_Description of the task_. Please copy each line of the records below that holds the word "Some".

[Source records]
>>>
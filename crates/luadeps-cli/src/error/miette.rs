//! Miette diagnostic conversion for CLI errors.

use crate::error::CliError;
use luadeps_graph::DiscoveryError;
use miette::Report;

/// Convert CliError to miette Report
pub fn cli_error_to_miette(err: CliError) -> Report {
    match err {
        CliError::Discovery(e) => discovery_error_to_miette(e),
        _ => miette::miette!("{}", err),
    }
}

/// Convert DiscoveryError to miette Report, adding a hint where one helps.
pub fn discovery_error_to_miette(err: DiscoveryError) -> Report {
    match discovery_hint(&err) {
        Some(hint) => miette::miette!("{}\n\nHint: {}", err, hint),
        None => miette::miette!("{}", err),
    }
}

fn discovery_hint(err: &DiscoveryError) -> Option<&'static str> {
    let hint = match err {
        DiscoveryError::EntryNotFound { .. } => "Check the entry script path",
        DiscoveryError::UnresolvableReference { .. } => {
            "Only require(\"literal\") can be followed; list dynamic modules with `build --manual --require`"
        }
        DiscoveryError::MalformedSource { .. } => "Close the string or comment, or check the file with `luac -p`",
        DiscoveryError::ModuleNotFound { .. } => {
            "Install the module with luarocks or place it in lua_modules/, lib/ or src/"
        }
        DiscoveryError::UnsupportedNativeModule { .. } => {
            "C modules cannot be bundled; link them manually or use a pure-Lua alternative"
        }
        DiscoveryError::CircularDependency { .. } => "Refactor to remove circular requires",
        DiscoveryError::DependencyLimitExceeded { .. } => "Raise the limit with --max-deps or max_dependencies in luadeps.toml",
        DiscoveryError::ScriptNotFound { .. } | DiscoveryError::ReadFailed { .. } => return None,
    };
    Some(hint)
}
<<<
>>>
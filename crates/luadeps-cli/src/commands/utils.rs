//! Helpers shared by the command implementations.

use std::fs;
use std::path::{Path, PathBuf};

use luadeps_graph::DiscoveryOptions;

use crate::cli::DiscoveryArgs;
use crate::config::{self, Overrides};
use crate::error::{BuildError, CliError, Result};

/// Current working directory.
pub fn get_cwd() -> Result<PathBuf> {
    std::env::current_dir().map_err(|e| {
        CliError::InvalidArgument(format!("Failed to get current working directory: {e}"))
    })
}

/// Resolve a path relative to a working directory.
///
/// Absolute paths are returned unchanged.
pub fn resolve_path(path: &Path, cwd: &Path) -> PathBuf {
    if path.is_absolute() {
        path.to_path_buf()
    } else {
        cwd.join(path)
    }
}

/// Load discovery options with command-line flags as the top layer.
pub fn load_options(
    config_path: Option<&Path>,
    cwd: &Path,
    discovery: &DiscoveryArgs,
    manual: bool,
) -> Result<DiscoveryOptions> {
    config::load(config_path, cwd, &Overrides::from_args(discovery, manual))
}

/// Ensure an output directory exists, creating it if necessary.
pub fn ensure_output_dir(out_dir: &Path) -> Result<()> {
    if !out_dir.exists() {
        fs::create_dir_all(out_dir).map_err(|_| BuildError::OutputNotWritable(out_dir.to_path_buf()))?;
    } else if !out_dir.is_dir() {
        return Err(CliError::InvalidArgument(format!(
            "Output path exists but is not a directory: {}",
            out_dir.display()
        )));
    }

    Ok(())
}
<<<
>>>
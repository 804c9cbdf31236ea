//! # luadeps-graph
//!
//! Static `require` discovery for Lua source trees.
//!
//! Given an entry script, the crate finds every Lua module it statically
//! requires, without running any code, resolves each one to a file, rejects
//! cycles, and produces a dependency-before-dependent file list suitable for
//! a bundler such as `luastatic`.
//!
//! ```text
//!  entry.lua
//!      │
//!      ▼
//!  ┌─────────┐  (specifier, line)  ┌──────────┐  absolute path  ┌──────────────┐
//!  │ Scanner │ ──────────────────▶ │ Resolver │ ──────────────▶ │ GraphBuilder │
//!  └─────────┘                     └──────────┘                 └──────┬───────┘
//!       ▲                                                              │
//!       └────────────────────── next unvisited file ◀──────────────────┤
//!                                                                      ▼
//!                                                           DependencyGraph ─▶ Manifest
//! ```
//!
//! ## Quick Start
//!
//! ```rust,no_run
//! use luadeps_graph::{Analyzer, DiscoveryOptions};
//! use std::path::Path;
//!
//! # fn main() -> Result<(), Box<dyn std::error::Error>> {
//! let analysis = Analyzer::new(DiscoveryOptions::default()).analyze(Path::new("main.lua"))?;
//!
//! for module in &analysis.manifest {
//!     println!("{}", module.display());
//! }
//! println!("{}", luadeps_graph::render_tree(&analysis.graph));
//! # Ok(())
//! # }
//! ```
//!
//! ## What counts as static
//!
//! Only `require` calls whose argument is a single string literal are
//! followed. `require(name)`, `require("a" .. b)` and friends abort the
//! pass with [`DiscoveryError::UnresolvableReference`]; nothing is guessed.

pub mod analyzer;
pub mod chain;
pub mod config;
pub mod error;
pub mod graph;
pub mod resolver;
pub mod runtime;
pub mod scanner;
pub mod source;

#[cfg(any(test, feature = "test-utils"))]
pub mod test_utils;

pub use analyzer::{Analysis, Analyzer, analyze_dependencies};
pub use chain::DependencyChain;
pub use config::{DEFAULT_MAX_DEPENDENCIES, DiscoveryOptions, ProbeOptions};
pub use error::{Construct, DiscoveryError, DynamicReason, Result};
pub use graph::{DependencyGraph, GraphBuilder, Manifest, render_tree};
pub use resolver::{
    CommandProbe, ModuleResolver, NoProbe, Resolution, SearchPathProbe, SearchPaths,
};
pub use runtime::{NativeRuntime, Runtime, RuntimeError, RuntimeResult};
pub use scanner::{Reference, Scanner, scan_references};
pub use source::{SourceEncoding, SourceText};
<<<
_Answer to this exercise_.
        Some(hint) => miette::miette!("{}\n\nHint: {}", err, hint),
    Some(hint)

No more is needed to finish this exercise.